▶ Directions
Lines holding the string "what" are the ones to copy; find them all in the data.

[Records from a data source]
Content starts
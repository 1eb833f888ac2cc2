//! # Error Types
//!
//! Every fallible operation in the library reports through [`LunarError`].
//! Astronomical computations on an already validated
//! [`EphemerisInstant`](crate::time_scale::EphemerisInstant) are total, so
//! errors only surface at the input boundary: malformed locations, non-finite
//! instants, timestamps that `chrono` cannot represent, or a broken config file.

use thiserror::Error;

/// Errors raised by lunar computations and their input validation.
#[derive(Error, Debug, Clone, PartialEq)]
pub enum LunarError {
    /// An argument is outside its valid range (location, precision, zone name...)
    #[error("invalid argument: {0}")]
    InvalidArgument(String),

    /// A numeric input or intermediate value is NaN or infinite
    #[error("non-finite value: {0}")]
    NonFinite(&'static str),

    /// The result cannot be expressed as a civil timestamp
    #[error("unrepresentable result: {0}")]
    Unrepresentable(String),

    /// Configuration file could not be parsed
    #[error("config error: {0}")]
    Config(String),
}

impl LunarError {
    pub(crate) fn invalid(msg: impl Into<String>) -> Self {
        Self::InvalidArgument(msg.into())
    }
}

/// Reject NaN and infinities with a labelled error.
pub(crate) fn ensure_finite(value: f64, what: &'static str) -> Result<f64, LunarError> {
    if value.is_finite() {
        Ok(value)
    } else {
        Err(LunarError::NonFinite(what))
    }
}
Content ends
▶ Answer to the problem
pub(crate) fn ensure_finite(value: f64, what: &'static str) -> Result<f64, LunarError> {
        Err(LunarError::NonFinite(what))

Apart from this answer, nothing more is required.